--- What is required ---
Copy out all of the records, exactly as they appear.
Source material below:
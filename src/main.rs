//! # Server Image Optimizer - Main Entry Point
//!
//! ## Responsabilità:
//! - Parsing degli argomenti della command line con `clap`
//! - Inizializzazione del logging operativo con `tracing` (stderr)
//! - Costruzione della configurazione (file JSON opzionale + flag)
//! - Avvio del MediaOptimizer o dell'installer delle dipendenze
//!
//! ## Exit code:
//! - 0: run completata (anche con job falliti), `--help`, `--install-dependencies`
//! - 1: directory sorgente mancante, tool mancanti, flag sconosciuto
//!
//! ## Esempio di utilizzo:
//! ```bash
//! optimize-images --source /srv/www/uploads --backup /srv/backups --threads 8 --verbose
//! ```

use anyhow::Result;
use clap::{error::ErrorKind, Parser};
use std::path::PathBuf;
use tracing::{error, info};
use tracing_subscriber::EnvFilter;

use server_image_optimizer::{installer, Config, MediaOptimizer, OptimizeError, PdfPreset};

#[derive(Parser)]
#[command(name = "optimize-images")]
#[command(version, about = "Optimize JPEG, PNG, TIFF, PDF and GIF files in place, with backups")]
struct Args {
    /// Directory to optimize
    #[arg(long, value_name = "DIR")]
    source: Option<PathBuf>,

    /// Directory receiving a mirrored copy of every original
    #[arg(long, value_name = "DIR")]
    backup: Option<PathBuf>,

    /// Audit log file
    #[arg(long, value_name = "FILE")]
    log: Option<PathBuf>,

    /// Number of parallel workers [default: 4]
    #[arg(long, value_name = "NUM")]
    threads: Option<usize>,

    /// Report what would be optimized without touching any file
    #[arg(long)]
    dry_run: bool,

    /// Only process the top level of the source directory
    #[arg(long)]
    no_recursive: bool,

    /// Verbose logging
    #[arg(short, long)]
    verbose: bool,

    /// Install the external tools with the system package manager and exit
    #[arg(long)]
    install_dependencies: bool,

    /// Do not back up originals
    #[arg(long)]
    no_backup: bool,

    /// Skip the resize / bit depth / DPI passes
    #[arg(long)]
    no_aggressive: bool,

    /// JSON configuration file; flags override its values
    #[arg(long, value_name = "FILE")]
    config: Option<PathBuf>,

    /// Ghostscript preset for PDF files
    #[arg(long, value_enum)]
    pdf_preset: Option<PdfPresetArg>,
}

#[derive(Clone, Copy, clap::ValueEnum)]
enum PdfPresetArg {
    Ebook,
    Screen,
}

impl From<PdfPresetArg> for PdfPreset {
    fn from(arg: PdfPresetArg) -> Self {
        match arg {
            PdfPresetArg::Ebook => PdfPreset::Ebook,
            PdfPresetArg::Screen => PdfPreset::Screen,
        }
    }
}

impl Args {
    fn apply_to(&self, config: &mut Config) {
        if let Some(ref source) = self.source {
            config.source_dir = source.clone();
        }
        if let Some(ref backup) = self.backup {
            config.backup_dir = Some(backup.clone());
        }
        if let Some(ref log) = self.log {
            config.log_file = log.clone();
        }
        if let Some(threads) = self.threads {
            config.workers = threads;
        }
        if let Some(preset) = self.pdf_preset {
            config.pdf_preset = preset.into();
        }
        config.dry_run |= self.dry_run;
        if self.no_recursive {
            config.recursive = false;
        }
        if self.no_backup {
            config.backup_enabled = false;
        }
        if self.no_aggressive {
            config.aggressive = false;
        }
    }
}

fn parse_args() -> Args {
    match Args::try_parse() {
        Ok(args) => args,
        Err(e) => {
            let code = match e.kind() {
                ErrorKind::DisplayHelp | ErrorKind::DisplayVersion => 0,
                _ => 1,
            };
            let _ = e.print();
            std::process::exit(code);
        }
    }
}

#[tokio::main]
async fn main() -> Result<()> {
    let args = parse_args();

    // Initialize logging
    let default_level = if args.verbose { "debug" } else { "info" };
    let filter = EnvFilter::try_from_default_env().unwrap_or_else(|_| EnvFilter::new(default_level));
    tracing_subscriber::fmt()
        .with_env_filter(filter)
        .with_writer(std::io::stderr)
        .init();

    if args.install_dependencies {
        return installer::install_dependencies().await;
    }

    let mut config = match args.config {
        Some(ref path) => {
            info!("Loading configuration from {}", path.display());
            Config::from_file(path).await?
        }
        None => Config::default(),
    };
    args.apply_to(&mut config);

    let optimizer = MediaOptimizer::new(config).await.inspect_err(|e| {
        if e.downcast_ref::<OptimizeError>().is_some_and(OptimizeError::is_fatal) {
            error!("❌ Pre-flight check failed, no file was touched");
        }
    })?;
    let stats = optimizer.run().await?;
    eprintln!("{}", stats.format_summary());
    eprintln!("Audit log: {}", optimizer.audit_log_path().display());

    Ok(())
}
End of Source material.
--- Solved problem ---
filename src/main.rs
//! # Server Image Optimizer - Main Entry Point
//!
//! ## Responsabilità:
//! - Parsing degli argomenti della command line con `clap`
//! - Inizializzazione del logging operativo con `tracing` (stderr)
//! - Costruzione della configurazione (file JSON opzionale + flag)
//! - Avvio del MediaOptimizer o dell'installer delle dipendenze
//!
//! ## Exit code:
//! - 0: run completata (anche con job falliti), `--help`, `--install-dependencies`
//! - 1: directory sorgente mancante, tool mancanti, flag sconosciuto
//!
//! ## Esempio di utilizzo:
//! ```bash
//! optimize-images --source /srv/www/uploads --backup /srv/backups --threads 8 --verbose
//! ```

use anyhow::Result;
use clap::{error::ErrorKind, Parser};
use std::path::PathBuf;
use tracing::{error, info};
use tracing_subscriber::EnvFilter;

use server_image_optimizer::{installer, Config, MediaOptimizer, OptimizeError, PdfPreset};

#[derive(Parser)]
#[command(name = "optimize-images")]
#[command(version, about = "Optimize JPEG, PNG, TIFF, PDF and GIF files in place, with backups")]
struct Args {
    /// Directory to optimize
    #[arg(long, value_name = "DIR")]
    source: Option<PathBuf>,

    /// Directory receiving a mirrored copy of every original
    #[arg(long, value_name = "DIR")]
    backup: Option<PathBuf>,

    /// Audit log file
    #[arg(long, value_name = "FILE")]
    log: Option<PathBuf>,

    /// Number of parallel workers [default: 4]
    #[arg(long, value_name = "NUM")]
    threads: Option<usize>,

    /// Report what would be optimized without touching any file
    #[arg(long)]
    dry_run: bool,

    /// Only process the top level of the source directory
    #[arg(long)]
    no_recursive: bool,

    /// Verbose logging
    #[arg(short, long)]
    verbose: bool,

    /// Install the external tools with the system package manager and exit
    #[arg(long)]
    install_dependencies: bool,

    /// Do not back up originals
    #[arg(long)]
    no_backup: bool,

    /// Skip the resize / bit depth / DPI passes
    #[arg(long)]
    no_aggressive: bool,

    /// JSON configuration file; flags override its values
    #[arg(long, value_name = "FILE")]
    config: Option<PathBuf>,

    /// Ghostscript preset for PDF files
    #[arg(long, value_enum)]
    pdf_preset: Option<PdfPresetArg>,
}

#[derive(Clone, Copy, clap::ValueEnum)]
enum PdfPresetArg {
    Ebook,
    Screen,
}

impl From<PdfPresetArg> for PdfPreset {
    fn from(arg: PdfPresetArg) -> Self {
        match arg {
            PdfPresetArg::Ebook => PdfPreset::Ebook,
            PdfPresetArg::Screen => PdfPreset::Screen,
        }
    }
}

impl Args {
    fn apply_to(&self, config: &mut Config) {
        if let Some(ref source) = self.source {
            config.source_dir = source.clone();
        }
        if let Some(ref backup) = self.backup {
            config.backup_dir = Some(backup.clone());
        }
        if let Some(ref log) = self.log {
            config.log_file = log.clone();
        }
        if let Some(threads) = self.threads {
            config.workers = threads;
        }
        if let Some(preset) = self.pdf_preset {
            config.pdf_preset = preset.into();
        }
        config.dry_run |= self.dry_run;
        if self.no_recursive {
            config.recursive = false;
        }
        if self.no_backup {
            config.backup_enabled = false;
        }
        if self.no_aggressive {
            config.aggressive = false;
        }
    }
}

fn parse_args() -> Args {
    match Args::try_parse() {
        Ok(args) => args,
        Err(e) => {
            let code = match e.kind() {
                ErrorKind::DisplayHelp | ErrorKind::DisplayVersion => 0,
                _ => 1,
            };
            let _ = e.print();
            std::process::exit(code);
        }
    }
}

#[tokio::main]
async fn main() -> Result<()> {
    let args = parse_args();

    // Initialize logging
    let default_level = if args.verbose { "debug" } else { "info" };
    let filter = EnvFilter::try_from_default_env().unwrap_or_else(|_| EnvFilter::new(default_level));
    tracing_subscriber::fmt()
        .with_env_filter(filter)
        .with_writer(std::io::stderr)
        .init();

    if args.install_dependencies {
        return installer::install_dependencies().await;
    }

    let mut config = match args.config {
        Some(ref path) => {
            info!("Loading configuration from {}", path.display());
            Config::from_file(path).await?
        }
        None => Config::default(),
    };
    args.apply_to(&mut config);

    let optimizer = MediaOptimizer::new(config).await.inspect_err(|e| {
        if e.downcast_ref::<OptimizeError>().is_some_and(OptimizeError::is_fatal) {
            error!("❌ Pre-flight check failed, no file was touched");
        }
    })?;
    let stats = optimizer.run().await?;
    eprintln!("{}", stats.format_summary());
    eprintln!("Audit log: {}", optimizer.audit_log_path().display());

    Ok(())
}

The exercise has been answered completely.